Task: Go to the line holding "use mgt_lib::status::FileStatus;" in the entries below and write out exactly every line down to and including the line holding "up untracked directories".

Collected data

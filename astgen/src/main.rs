use std::fs;
use std::io::Write as _;
use std::path::{Path, PathBuf};
use std::process::ExitCode;

use anyhow::Context as _;
use astgen::lox::{DEFINITIONS, Definition};
use log::LevelFilter;

// sysexits.h
const EX_USAGE: u8 = 64;
const EX_DATAERR: u8 = 65;
const EX_IOERR: u8 = 74;

#[derive(argh::FromArgs)]
/// Generate the Lox syntax tree node types.
struct Args {
    /// don't write anything, fail if a generated file is missing or out of date
    #[argh(switch)]
    check: bool,

    /// log every file that is written or checked
    #[argh(switch, short = 'v')]
    verbose: bool,

    /// directory to write `expr.rs` and `stmt.rs` into
    #[argh(positional)]
    output_dir: Option<PathBuf>,
}

fn main() -> ExitCode {
    let args: Args = argh::from_env();
    init_logging(if args.verbose {
        LevelFilter::Info
    } else {
        LevelFilter::Warn
    });

    ExitCode::from(exit_code(&args, DEFINITIONS))
}

fn exit_code(args: &Args, defs: &[Definition]) -> u8 {
    let Some(output_dir) = &args.output_dir else {
        eprintln!("Usage: astgen <output-dir>");
        return EX_USAGE;
    };

    match run(defs, output_dir, args.check) {
        Ok(Outcome::Done) => 0,
        Ok(Outcome::Stale) => 1,
        Ok(Outcome::InvalidTable) => EX_DATAERR,
        Err(err) => {
            log::error!("{err:#}");
            EX_IOERR
        }
    }
}

#[derive(Debug, Clone, Copy, PartialEq, Eq)]
enum Outcome {
    Done,
    Stale,
    InvalidTable,
}

fn run(defs: &[Definition], output_dir: &Path, check: bool) -> anyhow::Result<Outcome> {
    if !check {
        fs::create_dir_all(output_dir)
            .with_context(|| format!("failed to create {}", output_dir.display()))?;
    }

    let mut invalid = false;
    let mut stale = false;
    for def in defs {
        // a category that fails to generate leaves its file untouched,
        // the others are still written
        let Some(source) = generate(def) else {
            invalid = true;
            continue;
        };

        let path = output_dir.join(def.file_name());
        if check {
            stale |= !is_up_to_date(&path, &source)?;
        } else {
            fs::write(&path, source)
                .with_context(|| format!("failed to write {}", path.display()))?;
            log::info!("wrote {}", path.display());
        }
    }

    Ok(if invalid {
        Outcome::InvalidTable
    } else if stale {
        Outcome::Stale
    } else {
        Outcome::Done
    })
}

fn generate(def: &Definition) -> Option<String> {
    match def.generate() {
        Ok(source) => Some(source),
        Err(err) => {
            log::error!("failed to generate `{}`: {err}", def.base_name);
            None
        }
    }
}

fn is_up_to_date(path: &Path, source: &str) -> anyhow::Result<bool> {
    if !path.exists() {
        log::warn!("{} is missing", path.display());
        return Ok(false);
    }

    let existing =
        fs::read_to_string(path).with_context(|| format!("failed to read {}", path.display()))?;
    if existing == source {
        log::info!("{} is up to date", path.display());
        Ok(true)
    } else {
        log::warn!("{} is out of date", path.display());
        Ok(false)
    }
}

/// `<level>  /path/to/file:<line>  <time>  <message>`
fn init_logging(level: LevelFilter) {
    env_logger::Builder::new()
        .filter_level(level)
        .format(|buf, record| {
            let location = format!(
                "{}:{}",
                record.file().unwrap_or("unknown"),
                record.line().unwrap_or(0)
            );
            let now = jiff::Zoned::now();
            let time = now.strftime("%H:%M:%S");
            writeln!(
                buf,
                "{:7}{:45} {time} {}",
                record.level(),
                location,
                record.args()
            )
        })
        .init();
}
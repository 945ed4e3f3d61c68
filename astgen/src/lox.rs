//! Node tables for the Lox tree-walking interpreter.
//!
//! Declared types are written in Rust: recursive fields are boxed, and the
//! fields the grammar allows to be absent are `Option`s.

use crate::emit::{EmitOptions, emit_with};
use crate::error::Result;
use crate::field::GenerationRequest;

#[derive(Debug, Clone, Copy)]
pub struct Definition {
    pub base_name: &'static str,
    /// Imports the generated file needs, relative to the module it lands in.
    pub prelude: &'static str,
    pub types: &'static [(&'static str, &'static [&'static str])],
}

impl Definition {
    pub fn request(&self) -> Result<GenerationRequest> {
        GenerationRequest::parse(self.base_name, self.types.iter().copied())
    }

    pub fn options(&self) -> EmitOptions {
        EmitOptions::default().with_prelude(self.prelude)
    }

    /// Parse and emit. Nothing is produced if either step fails.
    pub fn generate(&self) -> Result<String> {
        emit_with(&self.request()?, &self.options())
    }

    pub fn file_name(&self) -> String {
        crate::file_name(self.base_name)
    }
}

pub const EXPR: Definition = Definition {
    base_name: "Expr",
    prelude: "use crate::token::{Object, Token};",
    types: &[
        ("Assign", &["Token name", "Box<Expr> value"]),
        ("Binary", &["Box<Expr> left", "Token operator", "Box<Expr> right"]),
        ("Call", &["Box<Expr> callee", "Token paren", "Vec<Expr> arguments"]),
        ("Get", &["Box<Expr> object", "Token name"]),
        ("Grouping", &["Box<Expr> expression"]),
        ("Literal", &["Object value"]),
        ("Logical", &["Box<Expr> left", "Token operator", "Box<Expr> right"]),
        ("Set", &["Box<Expr> object", "Token name", "Box<Expr> value"]),
        ("This", &["Token keyword"]),
        ("Unary", &["Token operator", "Box<Expr> right"]),
        ("Variable", &["Token name"]),
    ],
};

pub const STMT: Definition = Definition {
    base_name: "Stmt",
    prelude: indoc::indoc! {"
        use super::FunctionKind;
        use super::expr::Expr;
        use crate::token::Token;
    "},
    types: &[
        ("Block", &["Vec<Stmt> statements"]),
        ("Class", &["Token name", "Vec<Function> methods"]),
        ("Expression", &["Expr expression"]),
        (
            "Function",
            &["Token name", "FunctionKind kind", "Vec<Token> params", "Vec<Stmt> body"],
        ),
        (
            "If",
            &["Expr condition", "Box<Stmt> then_branch", "Option<Box<Stmt>> else_branch"],
        ),
        ("Print", &["Expr expression"]),
        ("Return", &["Token keyword", "Option<Expr> value"]),
        ("Var", &["Token name", "Option<Expr> initializer"]),
        ("While", &["Expr condition", "Box<Stmt> body"]),
    ],
};

/// Every category, in the order they are generated.
pub const DEFINITIONS: &[Definition] = &[EXPR, STMT];
// Copyright 2024 The Mgt Authors
//
// Licensed under the Apache License, Version 2.0 (the "License");
// you may not use this file except in compliance with the License.
// You may obtain a copy of the License at
//
// https://www.apache.org/licenses/LICENSE-2.0
//
// Unless required by applicable law or agreed to in writing, software
// distributed under the License is distributed on an "AS IS" BASIS,
// WITHOUT WARRANTIES OR CONDITIONS OF ANY KIND, either express or implied.
// See the License for the specific language governing permissions and
// limitations under the License.

use pollster::FutureExt as _;

use crate::cli_util;
use crate::command_error::CommandError;
use crate::ui::Ui;

/// Verify that every sub-repo pin in the meta HEAD tree resolves locally
///
/// Successful checks are memoized per meta commit, so re-running is cheap.
#[derive(clap::Args, Clone, Debug)]
pub struct CheckArgs {}

pub fn cmd_check(ui: &mut Ui, _args: &CheckArgs) -> Result<(), CommandError> {
    let workspace = cli_util::load_workspace()?;
    workspace.check_subrepo_pins().block_on()?;
    workspace.save()?;
    ui.writeln("All sub-repo pins resolve.");
    Ok(())
}
// Copyright 2024 The Mgt Authors
//
// Licensed under the Apache License, Version 2.0 (the "License");
// you may not use this file except in compliance with the License.
// You may obtain a copy of the License at
//
// https://www.apache.org/licenses/LICENSE-2.0
//
// Unless required by applicable law or agreed to in writing, software
// distributed under the License is distributed on an "AS IS" BASIS,
// WITHOUT WARRANTIES OR CONDITIONS OF ANY KIND, either express or implied.
// See the License for the specific language governing permissions and
// limitations under the License.

use std::path::Path;
use std::process::Output;

use maplit::btreemap;
use mgt_lib::backend::Change;
use mgt_lib::repo_path::RepoPathBuf;
use testutils::file_change;
use testutils::path;
use testutils::TestRepo;
use testutils::TestWorkspace;

fn run_mgt(workspace_root: &Path, args: &[&str]) -> Output {
    std::process::Command::new(assert_cmd::cargo::cargo_bin("mgt"))
        .args(args)
        .current_dir(workspace_root)
        .env("MGT_USER", "Test User")
        .env("MGT_EMAIL", "test.user@example.com")
        .env("MGT_EDITOR", "true")
        .output()
        .expect("failed to run mgt")
}

fn stdout(output: &Output) -> String {
    String::from_utf8_lossy(&output.stdout).into_owned()
}

fn stderr(output: &Output) -> String {
    String::from_utf8_lossy(&output.stderr).into_owned()
}

fn workspace_with_staged_file() -> TestWorkspace {
    let mut meta = TestRepo::new();
    meta.commit_on(
        "master",
        btreemap! { path("base.txt") => file_change("base") },
        "init",
    );
    meta.ast
        .index
        .staged
        .insert(path("a.txt"), file_change("content"));
    TestWorkspace::init(meta.ast, Default::default())
}

#[test]
fn test_status_reports_staged_changes() {
    let ws = workspace_with_staged_file();
    let output = run_mgt(ws.dir.path(), &["status"]);
    assert!(output.status.success(), "{}", stderr(&output));
    let text = stdout(&output);
    assert!(text.contains("On branch master"), "{text}");
    assert!(text.contains("Changes to be committed:"), "{text}");
    assert!(text.contains("added: a.txt"), "{text}");
}

#[test]
fn test_commit_then_status_is_clean() {
    let ws = workspace_with_staged_file();
    let output = run_mgt(ws.dir.path(), &["commit", "--meta", "-m", "add a"]);
    assert!(output.status.success(), "{}", stderr(&output));
    assert!(stdout(&output).contains("Committed"), "{}", stdout(&output));

    let output = run_mgt(ws.dir.path(), &["status"]);
    assert!(output.status.success());
    assert!(
        stdout(&output).contains("nothing to commit, working tree clean"),
        "{}",
        stdout(&output)
    );
}

#[test]
fn test_commit_without_changes_is_a_noop() {
    let mut meta = TestRepo::new();
    meta.commit_on(
        "master",
        btreemap! { path("base.txt") => file_change("base") },
        "init",
    );
    let ws = TestWorkspace::init(meta.ast, Default::default());
    let output = run_mgt(ws.dir.path(), &["commit", "--meta", "-m", "nothing"]);
    assert!(output.status.success(), "{}", stderr(&output));
    assert!(stdout(&output).contains("nothing to commit"));
}

#[test]
fn test_merge_fast_forward_and_exit_codes() {
    let mut meta = TestRepo::new();
    meta.commit_on(
        "master",
        btreemap! { path("a.txt") => file_change("a") },
        "init",
    );
    let m1 = meta.ast.branches["master"].target.clone();
    let m2 = meta.commit(
        &[&m1],
        btreemap! { path("b.txt") => file_change("b") },
        "feature",
    );
    meta.set_branch("feature", &m2);
    meta.checkout("master");
    let ws = TestWorkspace::init(meta.ast, Default::default());

    let output = run_mgt(ws.dir.path(), &["merge", "feature"]);
    assert!(output.status.success(), "{}", stderr(&output));
    assert!(stdout(&output).contains("Merged; HEAD is now"));

    // Merging again is a no-op.
    let output = run_mgt(ws.dir.path(), &["merge", "feature"]);
    assert!(output.status.success());
    assert!(stdout(&output).contains("Already up to date."));

    // An unknown committish is a user error: exit code 1.
    let output = run_mgt(ws.dir.path(), &["merge", "no-such-branch"]);
    assert_eq!(output.status.code(), Some(1), "{}", stderr(&output));
}

#[test]
fn test_conflicting_merge_flags_are_rejected() {
    let ws = workspace_with_staged_file();
    let output = run_mgt(ws.dir.path(), &["merge", "--ff", "--no-ff", "master"]);
    assert!(!output.status.success());
}

#[test]
fn test_rebase_conflict_persists_across_invocations() {
    let mut meta = TestRepo::new();
    meta.commit_on(
        "master",
        btreemap! { path("file.txt") => file_change("base") },
        "base",
    );
    let base = meta.ast.branches["master"].target.clone();
    meta.commit_on(
        "master",
        btreemap! { path("file.txt") => file_change("ours") },
        "master change",
    );
    let topic = meta.commit(
        &[&base],
        btreemap! { path("file.txt") => file_change("theirs") },
        "topic change",
    );
    meta.set_branch("topic", &topic);
    meta.checkout("topic");
    let ws = TestWorkspace::init(meta.ast, Default::default());

    let output = run_mgt(ws.dir.path(), &["rebase", "master"]);
    assert_eq!(output.status.code(), Some(1));
    assert!(stderr(&output).contains("conflicts"), "{}", stderr(&output));

    // A second start is refused while the first is parked.
    let output = run_mgt(ws.dir.path(), &["rebase", "master"]);
    assert_eq!(output.status.code(), Some(1));
    assert!(
        stderr(&output).contains("already in progress"),
        "{}",
        stderr(&output)
    );

    // Abort restores the original branch.
    let output = run_mgt(ws.dir.path(), &["rebase", "--abort"]);
    assert!(output.status.success(), "{}", stderr(&output));
    let output = run_mgt(ws.dir.path(), &["status"]);
    assert!(stdout(&output).contains("On branch topic"), "{}", stdout(&output));
}

#[test]
fn test_checkout_switches_branches() {
    let mut meta = TestRepo::new();
    meta.commit_on(
        "master",
        btreemap! { path("a.txt") => file_change("a") },
        "init",
    );
    let m1 = meta.ast.branches["master"].target.clone();
    let m2 = meta.commit(
        &[&m1],
        btreemap! { path("b.txt") => file_change("b") },
        "feature",
    );
    meta.set_branch("feature", &m2);
    meta.checkout("master");
    let ws = TestWorkspace::init(meta.ast, Default::default());

    let output = run_mgt(ws.dir.path(), &["checkout", "feature"]);
    assert!(output.status.success(), "{}", stderr(&output));
    assert!(stdout(&output).contains("Switched to branch feature"));

    let output = run_mgt(ws.dir.path(), &["status"]);
    assert!(stdout(&output).contains("On branch feature"));
}

#[test]
fn test_refgc_simulates_by_default() {
    let mut sub = TestRepo::new();
    let c1 = sub.commit_on(
        "master",
        btreemap! { path("a.txt") => file_change("1") },
        "c1",
    );
    let c2 = sub.commit_on(
        "master",
        btreemap! { path("a.txt") => file_change("2") },
        "c2",
    );
    sub.set_ref(
        &format!("refs/commits/{}", c1.hex()),
        &c1,
    );
    sub.set_ref(
        &format!("refs/commits/{}", c2.hex()),
        &c2,
    );

    let mut meta = TestRepo::new();
    meta.commit_on(
        "master",
        btreemap! {
            path("s") => Change::Sub(mgt_lib::backend::SubmoduleDef {
                url: "https://example.com/s.git".to_string(),
                commit: Some(c2.clone()),
            }),
        },
        "pin sub",
    );
    let subs: std::collections::BTreeMap<RepoPathBuf, _> =
        btreemap! { path("s") => sub.ast };
    let ws = TestWorkspace::init(meta.ast, subs);

    let output = run_mgt(ws.dir.path(), &["refgc"]);
    assert!(output.status.success(), "{}", stderr(&output));
    let text = stdout(&output);
    assert!(text.contains(&format!("would remove redundant ref refs/commits/{}", c1.hex())));
    assert!(text.contains("Simulation only"), "{text}");

    let output = run_mgt(ws.dir.path(), &["refgc", "--force"]);
    assert!(output.status.success(), "{}", stderr(&output));
    assert!(stdout(&output).contains("removed redundant ref"));
}
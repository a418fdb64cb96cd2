// Copyright 2024 The Mgt Authors
//
// Licensed under the Apache License, Version 2.0 (the "License");
// you may not use this file except in compliance with the License.
// You may obtain a copy of the License at
//
// https://www.apache.org/licenses/LICENSE-2.0
//
// Unless required by applicable law or agreed to in writing, software
// distributed under the License is distributed on an "AS IS" BASIS,
// WITHOUT WARRANTIES OR CONDITIONS OF ANY KIND, either express or implied.
// See the License for the specific language governing permissions and
// limitations under the License.

mod cli_util;
mod command_error;
mod commands;
mod editor;
mod ui;

use std::process::ExitCode;

use clap::Parser as _;
use tracing_subscriber::EnvFilter;

use crate::ui::Ui;

fn main() -> ExitCode {
    tracing_subscriber::fmt()
        .with_env_filter(EnvFilter::from_env("MGT_LOG"))
        .with_writer(std::io::stderr)
        .init();

    let cli = commands::Cli::parse();
    let mut ui = Ui::new();
    match commands::dispatch(&mut ui, &cli) {
        Ok(()) => ExitCode::SUCCESS,
        Err(err) => {
            ui.error(&err.message);
            ExitCode::from(err.exit_code())
        }
    }
}
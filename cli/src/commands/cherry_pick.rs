// Copyright 2024 The Mgt Authors
//
// Licensed under the Apache License, Version 2.0 (the "License");
// you may not use this file except in compliance with the License.
// You may obtain a copy of the License at
//
// https://www.apache.org/licenses/LICENSE-2.0
//
// Unless required by applicable law or agreed to in writing, software
// distributed under the License is distributed on an "AS IS" BASIS,
// WITHOUT WARRANTIES OR CONDITIONS OF ANY KIND, either express or implied.
// See the License for the specific language governing permissions and
// limitations under the License.

use mgt_lib::sequencer;
use mgt_lib::sequencer::SequencerContext;
use pollster::FutureExt as _;

use crate::cli_util;
use crate::command_error::CommandError;
use crate::ui::Ui;

/// Apply existing commits on top of the current HEAD
#[derive(clap::Args, Clone, Debug)]
pub struct CherryPickArgs {
    /// The commits to apply, in order
    #[arg(value_name = "COMMIT", required_unless_present_any = ["continue_", "abort"])]
    commits: Vec<String>,
    /// Resume the cherry-pick after resolving conflicts
    #[arg(long = "continue", group = "operation", conflicts_with = "commits")]
    continue_: bool,
    /// Abandon the cherry-pick in progress
    #[arg(long, group = "operation", conflicts_with = "commits")]
    abort: bool,
}

#[tracing::instrument(skip(ui))]
pub fn cmd_cherry_pick(ui: &mut Ui, args: &CherryPickArgs) -> Result<(), CommandError> {
    let workspace = cli_util::load_workspace()?;
    let store = workspace.meta();
    let opener = workspace.opener();
    let hooks = workspace.hooks();
    let sig = cli_util::default_signature();
    let ctx = SequencerContext {
        store: &store,
        opener: &opener,
        hooks: &hooks,
        sig: &sig,
        do_not_recurse: &[],
    };

    if args.abort {
        let outcome = sequencer::abort_op(&ctx).block_on();
        workspace.save()?;
        outcome?;
        ui.writeln("Cherry-pick aborted.");
        return Ok(());
    }

    let outcome = if args.continue_ {
        sequencer::continue_op(&ctx).block_on()
    } else {
        let commits = args
            .commits
            .iter()
            .map(|committish| {
                workspace
                    .resolve_commit(committish)
                    .block_on()
                    .map_err(CommandError::from)
            })
            .collect::<Result<Vec<_>, _>>()?;
        sequencer::cherry_pick(&ctx, &commits).block_on()
    };
    let result = cli_util::conclude_sequencer(&workspace, outcome)?;

    match &result.meta_commit {
        Some(id) => ui.writeln(&format!("Cherry-picked; HEAD is now {}", id.short_hex())),
        None => ui.writeln("Nothing to apply."),
    }
    Ok(())
}
// Copyright 2024 The Mgt Authors
//
// Licensed under the Apache License, Version 2.0 (the "License");
// you may not use this file except in compliance with the License.
// You may obtain a copy of the License at
//
// https://www.apache.org/licenses/LICENSE-2.0
//
// Unless required by applicable law or agreed to in writing, software
// distributed under the License is distributed on an "AS IS" BASIS,
// WITHOUT WARRANTIES OR CONDITIONS OF ANY KIND, either express or implied.
// See the License for the specific language governing permissions and
// limitations under the License.

use mgt_lib::status;
use mgt_lib::status::FileStatus;
use mgt_lib::status::Relation;
use mgt_lib::status::RepoStatus;
use mgt_lib::status::StatusOptions;
use pollster::FutureExt as _;

use crate::cli_util;
use crate::command_error::CommandError;
use crate::ui::Ui;

/// Show the combined status of the meta-repo and its open sub-repos
#[derive(clap::Args, Clone, Debug)]
pub struct StatusArgs {
    /// Restrict the report to the given paths
    #[arg(value_name = "PATHS")]
    paths: Vec<String>,
    /// List every untracked file instead of rolling up untracked directories
    #[arg(long)]
    all_untracked: bool,
}

pub fn cmd_status(ui: &mut Ui, args: &StatusArgs) -> Result<(), CommandError> {
    let workspace = cli_util::load_workspace()?;
    let store = workspace.meta();
    let opener = workspace.opener();
    let options = StatusOptions {
        show_meta_changes: true,
        show_all_untracked: args.all_untracked,
        ignore_index: false,
        paths: cli_util::parse_paths(&args.paths)?,
    };
    let repo_status = status::repo_status(&store, &opener, &options).block_on()?;
    render_status(ui, &repo_status);
    Ok(())
}

fn render_status(ui: &mut Ui, repo_status: &RepoStatus) {
    match (&repo_status.current_branch, &repo_status.head) {
        (Some(branch), _) => ui.writeln(&format!("On branch {branch}")),
        (None, Some(head)) => {
            ui.writeln(&format!("HEAD detached at {}", head.short_hex()));
        }
        (None, None) => ui.writeln("No commits yet"),
    }
    if let Some(state) = &repo_status.sequencer {
        let banner = format!(
            "A {} is in progress (step {} of {}); continue or abort it.",
            state.kind.command_name(),
            state.current + 1,
            state.commits.len().max(1),
        );
        ui.writeln(&ui.yellow(&banner));
    }

    let mut clean = true;
    if !repo_status.staged.is_empty() {
        clean = false;
        ui.writeln("");
        ui.writeln("Changes to be committed:");
        for (path, file_status) in &repo_status.staged {
            let line = format!("  {}: {path}", status_word(*file_status));
            if *file_status == FileStatus::Conflicted {
                ui.writeln(&ui.red(&line));
            } else {
                ui.writeln(&ui.green(&line));
            }
        }
    }
    if !repo_status.workdir.is_empty() {
        clean = false;
        ui.writeln("");
        ui.writeln("Changes not staged for commit:");
        for (path, file_status) in &repo_status.workdir {
            let suffix = if repo_status.untracked_dirs.contains(path) {
                "/"
            } else {
                ""
            };
            let line = format!("  {}: {path}{suffix}", status_word(*file_status));
            ui.writeln(&ui.red(&line));
        }
    }

    let interesting: Vec<_> = repo_status
        .submodules
        .iter()
        .filter(|(_, sub)| !is_boring_sub(sub))
        .collect();
    if !interesting.is_empty() {
        clean = false;
        ui.writeln("");
        ui.writeln("Submodules:");
        for (path, sub) in interesting {
            render_submodule(ui, path.as_str(), sub);
        }
    }

    if clean {
        ui.writeln("nothing to commit, working tree clean");
    }
}

fn is_boring_sub(sub: &status::SubmoduleStatus) -> bool {
    let index_same = sub
        .index
        .as_ref()
        .is_some_and(|index| index.relation == Relation::Same);
    let workdir_quiet = sub.workdir.as_ref().map_or(true, |wd| {
        wd.relation == Relation::Same && wd.status.is_clean(true)
    });
    sub.commit.is_some() && index_same && workdir_quiet
}

fn render_submodule(ui: &mut Ui, path: &str, sub: &status::SubmoduleStatus) {
    let headline = match (&sub.commit, &sub.index) {
        (None, Some(index)) => format!("  {path}: added ({})", index.url),
        (Some(_), None) => format!("  {path}: removed"),
        (Some(_), Some(index)) => {
            let pin = index
                .sha
                .as_ref()
                .map(|sha| sha.short_hex())
                .unwrap_or_else(|| "unpinned".to_string());
            format!("  {path}: index at {pin} ({})", relation_word(index.relation))
        }
        (None, None) => format!("  {path}"),
    };
    ui.writeln(&ui.cyan(&headline));

    let Some(wd) = &sub.workdir else {
        return;
    };
    if sub.is_headless() {
        ui.writeln(&ui.red(&format!("    {path} is open but has no HEAD")));
        return;
    }
    if wd.relation != Relation::Same {
        ui.writeln(&format!(
            "    workdir is {} of the staged pin",
            relation_word(wd.relation)
        ));
    }
    for (inner, file_status) in &wd.status.staged {
        let line = format!("    staged {}: {path}/{inner}", status_word(*file_status));
        if *file_status == FileStatus::Conflicted {
            ui.writeln(&ui.red(&line));
        } else {
            ui.writeln(&ui.green(&line));
        }
    }
    for (inner, file_status) in &wd.status.workdir {
        let suffix = if wd.status.untracked_dirs.contains(inner) {
            "/"
        } else {
            ""
        };
        let line = format!("    {}: {path}/{inner}{suffix}", status_word(*file_status));
        ui.writeln(&ui.red(&line));
    }
}

fn status_word(file_status: FileStatus) -> &'static str {
    match file_status {
        FileStatus::Added => "added",
        FileStatus::Modified => "modified",
        FileStatus::Removed => "removed",
        FileStatus::Renamed => "renamed",
        FileStatus::TypeChanged => "type-changed",
        FileStatus::Conflicted => "conflicted",
    }
}

fn relation_word(relation: Relation) -> &'static str {
    match relation {
        Relation::Same => "same",
        Relation::Ahead => "ahead",
        Relation::Behind => "behind",
        Relation::Unrelated => "unrelated",
        Relation::Unknown => "unknown",
    }
}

Output:
use mgt_lib::status::FileStatus;
use mgt_lib::status::Relation;
use mgt_lib::status::RepoStatus;
use mgt_lib::status::StatusOptions;
use pollster::FutureExt as _;

use crate::cli_util;
use crate::command_error::CommandError;
use crate::ui::Ui;

/// Show the combined status of the meta-repo and its open sub-repos
#[derive(clap::Args, Clone, Debug)]
pub struct StatusArgs {
    /// Restrict the report to the given paths
    #[arg(value_name = "PATHS")]
    paths: Vec<String>,
    /// List every untracked file instead of rolling up untracked directories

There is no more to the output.